#### Data supplied ####

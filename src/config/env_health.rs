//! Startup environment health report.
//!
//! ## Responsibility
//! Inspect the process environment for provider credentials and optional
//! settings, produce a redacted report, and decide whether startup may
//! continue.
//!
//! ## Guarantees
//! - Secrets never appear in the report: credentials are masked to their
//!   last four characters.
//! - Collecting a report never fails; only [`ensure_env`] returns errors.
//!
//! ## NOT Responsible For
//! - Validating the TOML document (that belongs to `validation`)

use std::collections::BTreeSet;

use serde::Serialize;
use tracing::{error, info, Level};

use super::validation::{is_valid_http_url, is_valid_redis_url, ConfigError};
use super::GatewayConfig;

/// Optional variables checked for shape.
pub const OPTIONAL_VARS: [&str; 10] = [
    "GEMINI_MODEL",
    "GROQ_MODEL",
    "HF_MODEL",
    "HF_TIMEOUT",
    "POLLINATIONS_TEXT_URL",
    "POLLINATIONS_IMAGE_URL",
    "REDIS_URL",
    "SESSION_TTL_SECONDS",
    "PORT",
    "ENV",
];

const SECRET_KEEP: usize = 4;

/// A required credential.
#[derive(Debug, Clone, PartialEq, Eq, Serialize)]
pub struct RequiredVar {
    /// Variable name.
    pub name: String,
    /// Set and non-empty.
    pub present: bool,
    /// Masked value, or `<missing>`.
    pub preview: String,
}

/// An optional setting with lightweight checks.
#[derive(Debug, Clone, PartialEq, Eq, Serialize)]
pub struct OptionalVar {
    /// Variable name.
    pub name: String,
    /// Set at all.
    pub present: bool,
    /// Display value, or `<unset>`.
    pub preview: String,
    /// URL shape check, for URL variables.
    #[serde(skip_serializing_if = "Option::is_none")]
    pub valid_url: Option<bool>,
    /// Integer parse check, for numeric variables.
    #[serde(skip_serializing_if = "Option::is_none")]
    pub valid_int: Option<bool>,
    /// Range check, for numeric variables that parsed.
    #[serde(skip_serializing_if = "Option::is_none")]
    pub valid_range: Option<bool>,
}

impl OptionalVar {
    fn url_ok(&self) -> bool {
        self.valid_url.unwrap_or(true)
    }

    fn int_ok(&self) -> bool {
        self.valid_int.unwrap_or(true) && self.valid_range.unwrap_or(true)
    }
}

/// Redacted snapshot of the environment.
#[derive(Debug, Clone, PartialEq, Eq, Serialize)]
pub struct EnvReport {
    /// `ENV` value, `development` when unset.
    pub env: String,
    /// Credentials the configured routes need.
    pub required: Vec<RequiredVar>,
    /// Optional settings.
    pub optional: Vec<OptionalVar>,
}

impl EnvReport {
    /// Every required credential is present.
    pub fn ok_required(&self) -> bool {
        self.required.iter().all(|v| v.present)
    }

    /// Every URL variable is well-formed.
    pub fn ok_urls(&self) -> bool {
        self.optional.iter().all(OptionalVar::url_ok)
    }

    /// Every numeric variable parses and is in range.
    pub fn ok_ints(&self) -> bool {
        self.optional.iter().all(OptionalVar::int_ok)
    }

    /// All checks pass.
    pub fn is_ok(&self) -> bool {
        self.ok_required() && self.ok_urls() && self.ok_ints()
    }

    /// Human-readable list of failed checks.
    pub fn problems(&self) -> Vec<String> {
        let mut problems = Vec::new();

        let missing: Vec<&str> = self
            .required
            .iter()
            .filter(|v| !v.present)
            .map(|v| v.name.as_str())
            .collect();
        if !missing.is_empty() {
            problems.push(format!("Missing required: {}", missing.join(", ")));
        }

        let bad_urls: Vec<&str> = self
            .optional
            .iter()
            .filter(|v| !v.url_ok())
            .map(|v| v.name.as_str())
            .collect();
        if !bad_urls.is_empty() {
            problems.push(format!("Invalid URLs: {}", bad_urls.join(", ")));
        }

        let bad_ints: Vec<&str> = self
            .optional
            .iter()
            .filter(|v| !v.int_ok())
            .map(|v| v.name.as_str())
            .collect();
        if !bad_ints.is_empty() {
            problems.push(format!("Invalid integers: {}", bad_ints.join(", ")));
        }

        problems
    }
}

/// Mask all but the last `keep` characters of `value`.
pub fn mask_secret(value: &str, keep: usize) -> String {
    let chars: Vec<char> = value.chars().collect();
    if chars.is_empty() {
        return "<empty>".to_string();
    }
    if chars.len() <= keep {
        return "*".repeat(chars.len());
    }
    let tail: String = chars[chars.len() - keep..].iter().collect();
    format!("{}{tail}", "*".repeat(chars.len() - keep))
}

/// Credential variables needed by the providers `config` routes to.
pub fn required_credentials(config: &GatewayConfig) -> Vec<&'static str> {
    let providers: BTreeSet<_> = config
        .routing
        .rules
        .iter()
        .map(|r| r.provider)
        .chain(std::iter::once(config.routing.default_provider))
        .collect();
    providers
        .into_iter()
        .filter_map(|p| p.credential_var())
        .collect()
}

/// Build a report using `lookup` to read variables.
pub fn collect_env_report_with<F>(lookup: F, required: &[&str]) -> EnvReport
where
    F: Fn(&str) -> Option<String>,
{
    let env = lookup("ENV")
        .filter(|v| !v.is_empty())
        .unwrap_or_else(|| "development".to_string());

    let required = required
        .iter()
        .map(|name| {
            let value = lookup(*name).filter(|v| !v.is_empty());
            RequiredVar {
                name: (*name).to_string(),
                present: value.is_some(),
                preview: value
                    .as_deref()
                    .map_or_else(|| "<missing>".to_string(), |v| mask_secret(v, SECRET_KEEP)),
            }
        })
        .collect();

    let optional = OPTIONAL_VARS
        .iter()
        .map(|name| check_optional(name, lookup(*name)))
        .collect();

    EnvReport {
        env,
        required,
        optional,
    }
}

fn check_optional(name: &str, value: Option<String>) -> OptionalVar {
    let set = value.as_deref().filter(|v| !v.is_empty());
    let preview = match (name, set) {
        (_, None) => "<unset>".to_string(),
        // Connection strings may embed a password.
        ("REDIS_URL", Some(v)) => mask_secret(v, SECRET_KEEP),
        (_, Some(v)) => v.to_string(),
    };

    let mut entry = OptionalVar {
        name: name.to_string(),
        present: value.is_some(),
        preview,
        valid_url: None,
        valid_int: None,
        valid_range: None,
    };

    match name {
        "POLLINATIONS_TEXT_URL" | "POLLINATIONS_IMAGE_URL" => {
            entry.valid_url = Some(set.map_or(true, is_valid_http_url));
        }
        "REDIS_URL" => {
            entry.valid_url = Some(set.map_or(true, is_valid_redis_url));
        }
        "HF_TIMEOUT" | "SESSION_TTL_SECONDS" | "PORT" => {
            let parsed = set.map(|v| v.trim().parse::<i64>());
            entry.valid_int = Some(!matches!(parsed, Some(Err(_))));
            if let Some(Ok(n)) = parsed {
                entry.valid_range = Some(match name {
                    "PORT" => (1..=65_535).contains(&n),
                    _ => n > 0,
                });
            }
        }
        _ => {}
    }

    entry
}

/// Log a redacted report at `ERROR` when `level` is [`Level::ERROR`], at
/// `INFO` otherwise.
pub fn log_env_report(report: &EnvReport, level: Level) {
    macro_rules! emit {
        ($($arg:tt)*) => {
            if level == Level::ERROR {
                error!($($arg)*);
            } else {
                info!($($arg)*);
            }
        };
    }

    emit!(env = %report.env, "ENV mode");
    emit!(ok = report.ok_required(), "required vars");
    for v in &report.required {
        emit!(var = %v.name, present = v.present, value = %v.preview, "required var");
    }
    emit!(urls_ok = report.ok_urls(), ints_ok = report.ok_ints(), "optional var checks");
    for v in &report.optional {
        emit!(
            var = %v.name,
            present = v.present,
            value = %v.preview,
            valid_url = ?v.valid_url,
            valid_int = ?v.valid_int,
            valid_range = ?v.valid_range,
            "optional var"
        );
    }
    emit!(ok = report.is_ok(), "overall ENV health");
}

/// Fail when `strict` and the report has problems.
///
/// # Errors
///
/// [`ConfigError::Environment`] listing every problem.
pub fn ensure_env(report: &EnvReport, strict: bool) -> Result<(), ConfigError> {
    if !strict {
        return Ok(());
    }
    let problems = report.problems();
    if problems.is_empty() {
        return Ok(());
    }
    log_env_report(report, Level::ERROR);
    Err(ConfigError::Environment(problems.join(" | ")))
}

####
#### Data supplied ####

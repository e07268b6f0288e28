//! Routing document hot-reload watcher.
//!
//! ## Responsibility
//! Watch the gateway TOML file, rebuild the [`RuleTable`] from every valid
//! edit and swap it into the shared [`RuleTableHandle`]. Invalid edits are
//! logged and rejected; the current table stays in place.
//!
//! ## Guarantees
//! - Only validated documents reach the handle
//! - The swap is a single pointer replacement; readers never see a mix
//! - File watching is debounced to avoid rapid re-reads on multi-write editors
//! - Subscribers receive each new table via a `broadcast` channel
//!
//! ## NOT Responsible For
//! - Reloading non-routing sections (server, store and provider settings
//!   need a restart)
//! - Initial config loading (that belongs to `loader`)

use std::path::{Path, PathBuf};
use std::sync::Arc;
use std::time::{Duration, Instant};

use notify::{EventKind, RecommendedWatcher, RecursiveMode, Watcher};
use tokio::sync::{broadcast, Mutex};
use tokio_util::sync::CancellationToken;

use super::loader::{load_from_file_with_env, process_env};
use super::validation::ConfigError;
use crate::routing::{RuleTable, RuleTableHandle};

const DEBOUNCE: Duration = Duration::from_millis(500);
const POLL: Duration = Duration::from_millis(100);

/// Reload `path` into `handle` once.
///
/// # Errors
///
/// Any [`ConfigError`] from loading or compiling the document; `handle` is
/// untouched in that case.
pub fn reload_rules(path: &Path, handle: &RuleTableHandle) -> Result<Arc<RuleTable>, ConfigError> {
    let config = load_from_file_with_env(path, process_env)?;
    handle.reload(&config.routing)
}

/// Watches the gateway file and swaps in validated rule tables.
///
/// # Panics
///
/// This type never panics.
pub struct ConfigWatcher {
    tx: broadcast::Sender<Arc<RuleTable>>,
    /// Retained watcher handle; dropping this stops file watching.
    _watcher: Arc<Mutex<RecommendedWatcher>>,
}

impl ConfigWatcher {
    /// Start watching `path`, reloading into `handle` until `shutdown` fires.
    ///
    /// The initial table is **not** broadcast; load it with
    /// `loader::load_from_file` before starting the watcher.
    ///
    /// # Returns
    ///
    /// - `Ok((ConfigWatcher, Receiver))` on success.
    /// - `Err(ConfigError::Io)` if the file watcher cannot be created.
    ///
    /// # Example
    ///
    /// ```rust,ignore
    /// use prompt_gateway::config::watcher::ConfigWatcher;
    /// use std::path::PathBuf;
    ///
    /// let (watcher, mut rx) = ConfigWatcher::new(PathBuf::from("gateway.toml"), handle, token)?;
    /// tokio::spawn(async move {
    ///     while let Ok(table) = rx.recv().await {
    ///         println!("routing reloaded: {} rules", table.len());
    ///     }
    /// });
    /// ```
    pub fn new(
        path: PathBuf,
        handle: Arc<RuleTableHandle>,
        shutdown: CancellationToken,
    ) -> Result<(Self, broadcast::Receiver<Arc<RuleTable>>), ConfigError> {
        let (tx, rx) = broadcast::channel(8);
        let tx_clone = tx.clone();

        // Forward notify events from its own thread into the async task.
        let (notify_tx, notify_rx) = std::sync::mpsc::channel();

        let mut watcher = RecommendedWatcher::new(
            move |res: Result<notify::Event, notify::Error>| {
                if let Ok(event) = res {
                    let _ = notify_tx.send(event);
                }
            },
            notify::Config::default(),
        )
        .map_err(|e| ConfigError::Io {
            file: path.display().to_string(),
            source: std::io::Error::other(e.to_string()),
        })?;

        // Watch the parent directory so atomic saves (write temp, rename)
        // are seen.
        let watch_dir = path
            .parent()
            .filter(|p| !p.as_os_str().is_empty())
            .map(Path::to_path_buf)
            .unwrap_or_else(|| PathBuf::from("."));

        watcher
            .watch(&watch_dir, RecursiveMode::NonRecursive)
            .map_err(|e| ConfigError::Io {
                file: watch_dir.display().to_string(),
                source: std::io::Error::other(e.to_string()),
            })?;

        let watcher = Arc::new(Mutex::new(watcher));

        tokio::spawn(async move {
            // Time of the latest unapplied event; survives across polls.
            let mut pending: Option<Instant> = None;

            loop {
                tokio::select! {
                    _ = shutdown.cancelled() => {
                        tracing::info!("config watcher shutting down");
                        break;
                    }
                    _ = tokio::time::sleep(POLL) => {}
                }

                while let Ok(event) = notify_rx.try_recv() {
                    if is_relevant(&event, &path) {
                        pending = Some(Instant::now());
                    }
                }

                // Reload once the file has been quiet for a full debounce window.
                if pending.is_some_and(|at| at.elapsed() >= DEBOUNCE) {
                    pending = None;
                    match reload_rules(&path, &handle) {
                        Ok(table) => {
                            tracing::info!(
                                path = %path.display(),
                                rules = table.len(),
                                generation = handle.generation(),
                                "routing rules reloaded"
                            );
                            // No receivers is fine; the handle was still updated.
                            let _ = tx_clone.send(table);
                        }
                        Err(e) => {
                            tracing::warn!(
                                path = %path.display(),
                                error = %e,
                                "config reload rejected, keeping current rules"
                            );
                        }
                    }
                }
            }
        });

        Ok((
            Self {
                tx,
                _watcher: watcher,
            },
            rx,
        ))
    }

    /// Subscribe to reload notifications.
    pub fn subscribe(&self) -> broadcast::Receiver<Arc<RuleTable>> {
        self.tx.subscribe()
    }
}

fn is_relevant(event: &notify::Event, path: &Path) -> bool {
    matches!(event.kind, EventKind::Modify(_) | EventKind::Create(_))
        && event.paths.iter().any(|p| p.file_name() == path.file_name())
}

####

◆ Required work
Would you print exactly and only the lines of the material above that run from the line with "pub struct EnvReport" through the line with "let bad_ints: Vec<&str> = self", both included?

◆ Answer
pub struct EnvReport {
    /// `ENV` value, `development` when unset.
    pub env: String,
    /// Credentials the configured routes need.
    pub required: Vec<RequiredVar>,
    /// Optional settings.
    pub optional: Vec<OptionalVar>,
}

impl EnvReport {
    /// Every required credential is present.
    pub fn ok_required(&self) -> bool {
        self.required.iter().all(|v| v.present)
    }

    /// Every URL variable is well-formed.
    pub fn ok_urls(&self) -> bool {
        self.optional.iter().all(OptionalVar::url_ok)
    }

    /// Every numeric variable parses and is in range.
    pub fn ok_ints(&self) -> bool {
        self.optional.iter().all(OptionalVar::int_ok)
    }

    /// All checks pass.
    pub fn is_ok(&self) -> bool {
        self.ok_required() && self.ok_urls() && self.ok_ints()
    }

    /// Human-readable list of failed checks.
    pub fn problems(&self) -> Vec<String> {
        let mut problems = Vec::new();

        let missing: Vec<&str> = self
            .required
            .iter()
            .filter(|v| !v.present)
            .map(|v| v.name.as_str())
            .collect();
        if !missing.is_empty() {
            problems.push(format!("Missing required: {}", missing.join(", ")));
        }

        let bad_urls: Vec<&str> = self
            .optional
            .iter()
            .filter(|v| !v.url_ok())
            .map(|v| v.name.as_str())
            .collect();
        if !bad_urls.is_empty() {
            problems.push(format!("Invalid URLs: {}", bad_urls.join(", ")));
        }

        let bad_ints: Vec<&str> = self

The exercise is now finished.